**Data section:**
━━━━━━━━━━━━━━━━

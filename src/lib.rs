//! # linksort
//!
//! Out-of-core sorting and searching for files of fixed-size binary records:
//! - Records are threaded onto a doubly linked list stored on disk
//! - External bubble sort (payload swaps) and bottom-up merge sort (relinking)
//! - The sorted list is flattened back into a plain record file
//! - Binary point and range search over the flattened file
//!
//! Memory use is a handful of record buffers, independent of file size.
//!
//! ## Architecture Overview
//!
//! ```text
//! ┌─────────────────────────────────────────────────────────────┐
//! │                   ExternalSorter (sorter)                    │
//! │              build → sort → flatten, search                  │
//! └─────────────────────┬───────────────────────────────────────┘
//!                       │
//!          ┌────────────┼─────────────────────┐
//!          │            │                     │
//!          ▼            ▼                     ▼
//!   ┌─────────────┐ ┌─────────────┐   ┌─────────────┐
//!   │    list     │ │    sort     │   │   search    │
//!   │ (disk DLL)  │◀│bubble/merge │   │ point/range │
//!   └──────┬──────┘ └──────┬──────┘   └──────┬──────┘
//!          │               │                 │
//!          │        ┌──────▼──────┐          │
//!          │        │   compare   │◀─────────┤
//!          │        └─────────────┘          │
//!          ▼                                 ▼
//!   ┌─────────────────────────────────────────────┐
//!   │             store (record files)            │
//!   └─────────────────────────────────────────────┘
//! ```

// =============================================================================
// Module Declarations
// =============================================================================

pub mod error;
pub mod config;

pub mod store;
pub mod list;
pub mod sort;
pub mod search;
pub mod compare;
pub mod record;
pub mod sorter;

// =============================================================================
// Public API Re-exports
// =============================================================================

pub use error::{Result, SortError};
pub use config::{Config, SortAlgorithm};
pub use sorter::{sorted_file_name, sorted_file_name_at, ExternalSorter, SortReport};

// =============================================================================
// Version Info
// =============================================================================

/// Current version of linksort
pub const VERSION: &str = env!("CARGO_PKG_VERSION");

━━━━━━━━━━━━━━━━

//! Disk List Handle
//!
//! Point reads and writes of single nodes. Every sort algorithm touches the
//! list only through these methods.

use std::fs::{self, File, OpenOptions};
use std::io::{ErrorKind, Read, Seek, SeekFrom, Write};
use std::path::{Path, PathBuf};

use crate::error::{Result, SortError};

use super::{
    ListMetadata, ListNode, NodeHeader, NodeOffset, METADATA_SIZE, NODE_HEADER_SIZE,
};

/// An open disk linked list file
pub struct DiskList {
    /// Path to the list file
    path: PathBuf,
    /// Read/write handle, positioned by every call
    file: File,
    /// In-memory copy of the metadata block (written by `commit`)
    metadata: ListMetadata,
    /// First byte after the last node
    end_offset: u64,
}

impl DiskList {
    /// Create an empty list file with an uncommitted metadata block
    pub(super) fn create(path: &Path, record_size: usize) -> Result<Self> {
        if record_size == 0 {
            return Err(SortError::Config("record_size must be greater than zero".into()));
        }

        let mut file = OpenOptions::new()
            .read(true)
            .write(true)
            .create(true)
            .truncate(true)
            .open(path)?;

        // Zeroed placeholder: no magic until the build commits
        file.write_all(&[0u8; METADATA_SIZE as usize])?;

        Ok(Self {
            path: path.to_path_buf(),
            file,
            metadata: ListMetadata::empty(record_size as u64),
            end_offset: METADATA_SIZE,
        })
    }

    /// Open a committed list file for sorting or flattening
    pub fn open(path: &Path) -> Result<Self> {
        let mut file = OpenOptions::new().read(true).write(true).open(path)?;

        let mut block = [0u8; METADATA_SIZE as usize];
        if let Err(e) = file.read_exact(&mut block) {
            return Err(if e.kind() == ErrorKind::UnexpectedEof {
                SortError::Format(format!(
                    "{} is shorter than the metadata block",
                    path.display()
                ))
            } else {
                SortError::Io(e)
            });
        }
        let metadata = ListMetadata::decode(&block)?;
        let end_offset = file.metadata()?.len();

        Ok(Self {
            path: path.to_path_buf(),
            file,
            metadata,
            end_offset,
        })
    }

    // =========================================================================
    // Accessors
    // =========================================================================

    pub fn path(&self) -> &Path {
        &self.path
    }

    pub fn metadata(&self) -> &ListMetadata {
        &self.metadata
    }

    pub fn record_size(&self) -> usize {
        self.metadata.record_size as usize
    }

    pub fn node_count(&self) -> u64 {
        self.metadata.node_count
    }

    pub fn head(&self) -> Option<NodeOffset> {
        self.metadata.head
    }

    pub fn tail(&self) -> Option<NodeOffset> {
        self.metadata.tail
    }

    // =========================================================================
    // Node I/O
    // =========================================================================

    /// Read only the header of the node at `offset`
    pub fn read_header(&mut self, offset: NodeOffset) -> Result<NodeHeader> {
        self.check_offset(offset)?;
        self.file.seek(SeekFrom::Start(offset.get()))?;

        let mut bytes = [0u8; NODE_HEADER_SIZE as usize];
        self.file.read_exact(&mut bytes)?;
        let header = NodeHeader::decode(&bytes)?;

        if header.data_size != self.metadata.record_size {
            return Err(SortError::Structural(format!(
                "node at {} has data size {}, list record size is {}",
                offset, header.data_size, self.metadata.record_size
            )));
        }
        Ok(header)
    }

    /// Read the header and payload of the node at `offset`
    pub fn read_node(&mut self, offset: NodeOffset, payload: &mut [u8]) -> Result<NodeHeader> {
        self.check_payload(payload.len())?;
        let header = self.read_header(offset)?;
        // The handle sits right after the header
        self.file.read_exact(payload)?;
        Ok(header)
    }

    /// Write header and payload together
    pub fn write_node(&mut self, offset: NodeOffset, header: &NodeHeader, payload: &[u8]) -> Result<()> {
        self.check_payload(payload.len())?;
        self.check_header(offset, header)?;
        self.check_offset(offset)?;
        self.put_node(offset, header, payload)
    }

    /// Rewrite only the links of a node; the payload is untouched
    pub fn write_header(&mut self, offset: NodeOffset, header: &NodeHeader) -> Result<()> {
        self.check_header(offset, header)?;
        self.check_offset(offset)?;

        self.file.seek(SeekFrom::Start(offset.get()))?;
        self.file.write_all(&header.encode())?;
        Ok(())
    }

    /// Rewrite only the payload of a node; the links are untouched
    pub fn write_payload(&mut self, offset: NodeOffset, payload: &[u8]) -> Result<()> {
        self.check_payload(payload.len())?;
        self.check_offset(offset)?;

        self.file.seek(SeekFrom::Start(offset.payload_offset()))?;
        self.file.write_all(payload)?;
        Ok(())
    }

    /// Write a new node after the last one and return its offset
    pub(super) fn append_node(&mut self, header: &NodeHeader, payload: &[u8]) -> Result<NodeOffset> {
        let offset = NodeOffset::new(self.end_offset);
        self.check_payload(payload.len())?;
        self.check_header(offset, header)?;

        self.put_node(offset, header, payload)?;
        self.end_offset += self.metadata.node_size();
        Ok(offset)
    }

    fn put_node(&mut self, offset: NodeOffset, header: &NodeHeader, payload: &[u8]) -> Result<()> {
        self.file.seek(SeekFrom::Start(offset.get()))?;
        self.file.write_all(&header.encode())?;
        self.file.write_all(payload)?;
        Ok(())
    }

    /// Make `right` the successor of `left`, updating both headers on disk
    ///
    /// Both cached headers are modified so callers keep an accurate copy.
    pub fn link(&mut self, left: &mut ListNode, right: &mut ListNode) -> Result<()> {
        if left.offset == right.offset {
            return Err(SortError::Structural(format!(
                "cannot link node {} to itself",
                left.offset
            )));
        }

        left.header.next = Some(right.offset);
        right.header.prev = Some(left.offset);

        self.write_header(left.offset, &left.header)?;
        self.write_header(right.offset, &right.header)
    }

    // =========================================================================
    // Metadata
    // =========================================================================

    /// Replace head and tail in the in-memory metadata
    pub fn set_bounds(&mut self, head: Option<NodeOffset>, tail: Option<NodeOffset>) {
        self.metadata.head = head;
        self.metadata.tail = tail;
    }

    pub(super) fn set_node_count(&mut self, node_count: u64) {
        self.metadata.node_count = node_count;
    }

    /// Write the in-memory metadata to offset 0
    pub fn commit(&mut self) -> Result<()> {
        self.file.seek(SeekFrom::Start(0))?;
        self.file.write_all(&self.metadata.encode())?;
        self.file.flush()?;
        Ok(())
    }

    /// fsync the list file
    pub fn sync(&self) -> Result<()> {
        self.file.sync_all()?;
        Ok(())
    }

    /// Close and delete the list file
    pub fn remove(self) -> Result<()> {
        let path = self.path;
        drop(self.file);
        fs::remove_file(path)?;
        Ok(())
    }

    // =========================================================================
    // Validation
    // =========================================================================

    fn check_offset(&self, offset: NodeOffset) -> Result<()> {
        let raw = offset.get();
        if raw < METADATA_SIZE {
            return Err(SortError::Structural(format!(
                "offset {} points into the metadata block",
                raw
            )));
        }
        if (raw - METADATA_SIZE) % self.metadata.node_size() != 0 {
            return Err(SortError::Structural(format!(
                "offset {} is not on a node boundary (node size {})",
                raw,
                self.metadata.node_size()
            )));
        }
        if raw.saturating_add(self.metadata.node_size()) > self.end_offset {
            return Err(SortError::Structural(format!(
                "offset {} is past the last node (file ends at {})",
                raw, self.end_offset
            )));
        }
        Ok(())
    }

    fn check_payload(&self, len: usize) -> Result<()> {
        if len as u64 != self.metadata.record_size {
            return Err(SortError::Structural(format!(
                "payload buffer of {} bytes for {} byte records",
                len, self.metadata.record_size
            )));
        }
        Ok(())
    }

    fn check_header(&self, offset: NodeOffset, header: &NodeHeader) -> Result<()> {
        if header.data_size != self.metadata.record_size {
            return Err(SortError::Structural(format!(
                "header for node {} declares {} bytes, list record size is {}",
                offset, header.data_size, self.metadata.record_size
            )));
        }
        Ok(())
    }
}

━━━━━━━━━━━━━━━━

**Problem requirements:**
Set down, unchanged, only those lines above that fall between the line with "filename src/lib.rs" and the line with "Public API Re-exports", the two end lines included.

**Task output:**
filename src/lib.rs
//! # linksort
//!
//! Out-of-core sorting and searching for files of fixed-size binary records:
//! - Records are threaded onto a doubly linked list stored on disk
//! - External bubble sort (payload swaps) and bottom-up merge sort (relinking)
//! - The sorted list is flattened back into a plain record file
//! - Binary point and range search over the flattened file
//!
//! Memory use is a handful of record buffers, independent of file size.
//!
//! ## Architecture Overview
//!
//! ```text
//! ┌─────────────────────────────────────────────────────────────┐
//! │                   ExternalSorter (sorter)                    │
//! │              build → sort → flatten, search                  │
//! └─────────────────────┬───────────────────────────────────────┘
//!                       │
//!          ┌────────────┼─────────────────────┐
//!          │            │                     │
//!          ▼            ▼                     ▼
//!   ┌─────────────┐ ┌─────────────┐   ┌─────────────┐
//!   │    list     │ │    sort     │   │   search    │
//!   │ (disk DLL)  │◀│bubble/merge │   │ point/range │
//!   └──────┬──────┘ └──────┬──────┘   └──────┬──────┘
//!          │               │                 │
//!          │        ┌──────▼──────┐          │
//!          │        │   compare   │◀─────────┤
//!          │        └─────────────┘          │
//!          ▼                                 ▼
//!   ┌─────────────────────────────────────────────┐
//!   │             store (record files)            │
//!   └─────────────────────────────────────────────┘
//! ```

// =============================================================================
// Module Declarations
// =============================================================================

pub mod error;
pub mod config;

pub mod store;
pub mod list;
pub mod sort;
pub mod search;
pub mod compare;
pub mod record;
pub mod sorter;

// =============================================================================
// Public API Re-exports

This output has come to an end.